__Data under study__
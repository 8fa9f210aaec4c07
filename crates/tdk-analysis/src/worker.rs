//! Analysis worker: consumes `analysis_request`, holds the per-transcript
//! reservation, produces the stored analysis, and fans out notifications and
//! the group member-ready signal.
//!
//! The long-running external calls (download, model) happen outside any
//! store transaction; only the final commit is transactional.

use anyhow::Result;
use chrono::{DateTime, Duration, Utc};
use sqlx::SqlitePool;
use std::sync::Arc;
use tokio_util::sync::CancellationToken;
use tracing::{info, warn};

use tdk_db::{analyses, jobs, outbox, transcripts, universe, JobStatus, NewAnalysis};
use tdk_llm::{GenerateRequest, LanguageModel};
use tdk_queue::{names, Delivery, NackOutcome, QueueBroker};
use tdk_schemas::{AnalysisRequest, GroupResearchRequest};

use crate::content_store::ContentStore;
use crate::extract;
use crate::prompt;

/// Retry backoff for transient analysis failures:
/// `min(2^attempts · 30 s, 30 min)`.
pub fn analysis_backoff(attempts: i64) -> Duration {
    let exp = attempts.clamp(0, 12) as u32;
    let secs = 30i64.saturating_mul(1i64 << exp);
    Duration::seconds(secs.min(1800))
}

enum WorkFailure {
    Transient(String),
    Permanent(String),
}

pub struct AnalysisWorker {
    pool: SqlitePool,
    broker: QueueBroker,
    model: Arc<dyn LanguageModel>,
    content: ContentStore,
    http: reqwest::Client,
    default_prompt: String,
    job_lease: Duration,
}

impl AnalysisWorker {
    pub fn new(
        pool: SqlitePool,
        broker: QueueBroker,
        model: Arc<dyn LanguageModel>,
        content: ContentStore,
        download_timeout: std::time::Duration,
        default_prompt: String,
        job_lease_secs: i64,
    ) -> Self {
        let http = reqwest::Client::builder()
            .timeout(download_timeout)
            .build()
            .expect("reqwest client build must not fail");
        AnalysisWorker {
            pool,
            broker,
            model,
            content,
            http,
            default_prompt,
            job_lease: Duration::seconds(job_lease_secs),
        }
    }

    /// Handle one claimed `analysis_request`.
    pub async fn process_delivery(&self, delivery: &Delivery, now: DateTime<Utc>) -> Result<()> {
        let request: AnalysisRequest = match delivery.decode() {
            Ok(r) => r,
            Err(e) => {
                self.broker
                    .dead_letter(delivery, &format!("{e:#}"), now)
                    .await?;
                return Ok(());
            }
        };

        // The job row is the durable unit of work; a message without one is
        // stale (its producer rolled back or the job was pruned).
        let Some(job) = jobs::fetch_job_by_key(&self.pool, &request.idempotency_key).await? else {
            self.broker.ack(delivery.message_id).await?;
            return Ok(());
        };

        match JobStatus::parse(&job.status)? {
            JobStatus::Done => {
                // Crash-recovery replay: the analysis is committed but the
                // fan-out may not have finished. Re-run it; every step
                // dedupes.
                if let Some(analysis) =
                    analyses::latest_for_transcript(&self.pool, request.transcript_id).await?
                {
                    self.fan_out(&analysis, now).await?;
                }
                self.broker.ack(delivery.message_id).await?;
                return Ok(());
            }
            JobStatus::Dead | JobStatus::Error => {
                self.broker.ack(delivery.message_id).await?;
                return Ok(());
            }
            JobStatus::Pending | JobStatus::InProgress => {}
        }

        // Per-transcript single flight. A failed reserve usually means a live
        // worker holds the transcript — but if the holder is a previous
        // attempt of THIS unit whose job lease has expired, the holder is
        // dead and the reservation is ours to reclaim.
        if !transcripts::try_reserve_analysis(&self.pool, request.transcript_id).await? {
            let dead_holder = job.status == JobStatus::InProgress.as_str()
                && job.locked_until_utc.map_or(true, |t| t < now);
            if !dead_holder {
                if request.force {
                    // Bounded wait-to-reserve: come back shortly.
                    self.broker
                        .nack(delivery, Duration::seconds(30), "reservation held", now)
                        .await?;
                } else {
                    self.broker.ack(delivery.message_id).await?;
                }
                return Ok(());
            }
        }

        if jobs::job_begin_attempt(&self.pool, &request.idempotency_key, now, self.job_lease)
            .await?
            .is_none()
        {
            // Job reached a terminal state between fetch and begin.
            transcripts::release_analysis_reservation(&self.pool, request.transcript_id).await?;
            self.broker.ack(delivery.message_id).await?;
            return Ok(());
        }

        match self.run_analysis(&request, now).await {
            Ok(analysis) => {
                jobs::job_mark_done(&self.pool, &request.idempotency_key).await?;
                self.fan_out(&analysis, now).await?;
                self.broker.ack(delivery.message_id).await?;
                info!(
                    transcript_id = request.transcript_id,
                    analysis_id = analysis.analysis_id,
                    tokens_in = analysis.tokens_in,
                    tokens_out = analysis.tokens_out,
                    "analysis committed"
                );
            }
            Err(WorkFailure::Transient(msg)) => {
                transcripts::release_analysis_reservation(&self.pool, request.transcript_id)
                    .await?;
                let backoff = analysis_backoff(delivery.attempts);
                let outcome = self.broker.nack(delivery, backoff, &msg, now).await?;
                match outcome {
                    NackOutcome::Requeued(retry_at) => {
                        jobs::job_mark_retrying(&self.pool, &request.idempotency_key, retry_at, &msg)
                            .await?;
                        warn!(
                            transcript_id = request.transcript_id,
                            attempts = delivery.attempts,
                            error = %msg,
                            "analysis transient failure; retrying"
                        );
                    }
                    NackOutcome::DeadLettered => {
                        jobs::job_mark_failed(
                            &self.pool,
                            &request.idempotency_key,
                            JobStatus::Dead,
                            &msg,
                        )
                        .await?;
                        transcripts::mark_analysis_error(
                            &self.pool,
                            request.transcript_id,
                            &format!("attempts exhausted: {msg}"),
                            now,
                        )
                        .await?;
                        warn!(
                            transcript_id = request.transcript_id,
                            error = %msg,
                            "analysis dead-lettered"
                        );
                    }
                }
            }
            Err(WorkFailure::Permanent(msg)) => {
                jobs::job_mark_failed(&self.pool, &request.idempotency_key, JobStatus::Error, &msg)
                    .await?;
                transcripts::mark_analysis_error(&self.pool, request.transcript_id, &msg, now)
                    .await?;
                self.broker.ack(delivery.message_id).await?;
                warn!(
                    transcript_id = request.transcript_id,
                    error = %msg,
                    "analysis permanent failure"
                );
            }
        }
        Ok(())
    }

    /// The fallible middle: fetch text, resolve prompt, call the model,
    /// commit. Store failures are transient by definition.
    async fn run_analysis(
        &self,
        request: &AnalysisRequest,
        now: DateTime<Utc>,
    ) -> Result<tdk_db::AnalysisRow, WorkFailure> {
        let transcript = transcripts::fetch_transcript(&self.pool, request.transcript_id)
            .await
            .map_err(transient)?
            .ok_or_else(|| {
                WorkFailure::Permanent(format!(
                    "transcript {} does not exist",
                    request.transcript_id
                ))
            })?;

        let text = self.fetch_text(&transcript, &request.source_url).await?;

        let prompt =
            prompt::resolve_stock_prompt(&self.pool, transcript.equity_id, &self.default_prompt)
                .await
                .map_err(transient)?;

        let generation = self
            .model
            .generate(&GenerateRequest {
                prompt: prompt.clone(),
                input_text: text,
            })
            .await
            .map_err(|e| {
                if e.is_transient() {
                    WorkFailure::Transient(e.to_string())
                } else {
                    WorkFailure::Permanent(e.to_string())
                }
            })?;

        let model_ref = self.model.model_ref();
        let new = NewAnalysis {
            transcript_id: transcript.transcript_id,
            idempotency_key: request.idempotency_key.clone(),
            prompt_snapshot: prompt,
            output_text: generation.output_text,
            model_provider: model_ref.provider.as_str().to_string(),
            model_id: model_ref.model_id.clone(),
            model_revision: model_ref.revision.clone(),
            tokens_in: generation.tokens_in,
            tokens_out: generation.tokens_out,
            cost_microusd: generation.cost_microusd,
        };

        let analysis_id = analyses::complete_analysis(&self.pool, &new, now)
            .await
            .map_err(transient)?;
        analyses::fetch_analysis(&self.pool, analysis_id)
            .await
            .map_err(transient)?
            .ok_or_else(|| WorkFailure::Transient("committed analysis vanished".to_string()))
    }

    /// Prefer the cached extraction; otherwise download, extract, and cache.
    async fn fetch_text(
        &self,
        transcript: &tdk_db::TranscriptRow,
        source_url: &str,
    ) -> Result<String, WorkFailure> {
        if let Some(path) = &transcript.content_path {
            if let Some(text) = self
                .content
                .load(std::path::Path::new(path))
                .await
                .map_err(transient)?
            {
                return Ok(text);
            }
        }

        let resp = self
            .http
            .get(source_url)
            .send()
            .await
            .map_err(|e| WorkFailure::Transient(format!("transcript download failed: {e}")))?;

        let status = resp.status();
        if !status.is_success() {
            let msg = format!("transcript download http status {status}");
            if status.as_u16() == 429 || status.is_server_error() {
                return Err(WorkFailure::Transient(msg));
            }
            return Err(WorkFailure::Permanent(msg));
        }

        let bytes = resp
            .bytes()
            .await
            .map_err(|e| WorkFailure::Transient(format!("transcript body read failed: {e}")))?;
        let text = extract::extract_text(&bytes)
            .map_err(|e| WorkFailure::Permanent(e.to_string()))?;

        let path = self
            .content
            .store(transcript.transcript_id, source_url, &text)
            .await
            .map_err(transient)?;
        transcripts::set_content_path(
            &self.pool,
            transcript.transcript_id,
            &path.to_string_lossy(),
        )
        .await
        .map_err(transient)?;

        Ok(text)
    }

    /// Post-commit effects. Every step is idempotent, so the crash-recovery
    /// replay can run this again safely.
    async fn fan_out(&self, analysis: &tdk_db::AnalysisRow, now: DateTime<Utc>) -> Result<()> {
        let Some(transcript) =
            transcripts::fetch_transcript(&self.pool, analysis.transcript_id).await?
        else {
            return Ok(());
        };

        // Notification emails go out for watchlist equities only.
        if universe::is_on_watchlist(&self.pool, transcript.equity_id).await? {
            for recipient in universe::list_active_recipients(&self.pool).await? {
                outbox::outbox_insert_deduped(
                    &self.pool,
                    analysis.analysis_id,
                    &recipient.email,
                    now,
                )
                .await?;
            }
        }

        // Group members signal the coordinator on every completion.
        if !universe::active_groups_for_equity(&self.pool, transcript.equity_id)
            .await?
            .is_empty()
        {
            self.broker
                .publish(
                    names::GROUP_RESEARCH_REQUEST,
                    &GroupResearchRequest::MemberReady {
                        equity_id: transcript.equity_id,
                        quarter: transcript.quarter,
                        year: transcript.year,
                    },
                    Duration::zero(),
                    now,
                )
                .await?;
        }
        Ok(())
    }

    /// Free-running pool worker. One message at a time: global analysis
    /// parallelism is the worker count, independent of queue width.
    pub async fn run_loop(self: Arc<Self>, worker_id: usize, cancel: CancellationToken) {
        info!(worker_id, "analysis worker started");
        loop {
            if cancel.is_cancelled() {
                break;
            }

            let now = Utc::now();
            let batch = match self.broker.claim(names::ANALYSIS_REQUEST, 1, now).await {
                Ok(batch) => batch,
                Err(e) => {
                    warn!(worker_id, error = %format!("{e:#}"), "claim failed");
                    tokio::time::sleep(std::time::Duration::from_secs(1)).await;
                    continue;
                }
            };

            if batch.is_empty() {
                tokio::select! {
                    _ = cancel.cancelled() => break,
                    _ = tokio::time::sleep(std::time::Duration::from_millis(500)) => {}
                }
                continue;
            }

            for delivery in &batch {
                if let Err(e) = self.process_delivery(delivery, Utc::now()).await {
                    warn!(
                        worker_id,
                        message_id = delivery.message_id,
                        error = %format!("{e:#}"),
                        "analysis request failed; message returns at lease expiry"
                    );
                }
            }
        }
        info!(worker_id, "analysis worker stopped");
    }
}

fn transient(e: anyhow::Error) -> WorkFailure {
    WorkFailure::Transient(format!("{e:#}"))
}

#[cfg(test)]
mod tests {
    use super::*;

    #[test]
    fn backoff_doubles_and_clamps_at_thirty_minutes() {
        assert_eq!(analysis_backoff(1), Duration::seconds(60));
        assert_eq!(analysis_backoff(2), Duration::seconds(120));
        assert_eq!(analysis_backoff(5), Duration::seconds(960));
        assert_eq!(analysis_backoff(6), Duration::seconds(1800));
        assert_eq!(analysis_backoff(11), Duration::seconds(1800));
    }
}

__What the exercise asks__
Filter the entries above down to the lines that hold the word "replay", and copy those lines.

__Exercise result__
                // Crash-recovery replay: the analysis is committed but the
    /// replay can run this again safely.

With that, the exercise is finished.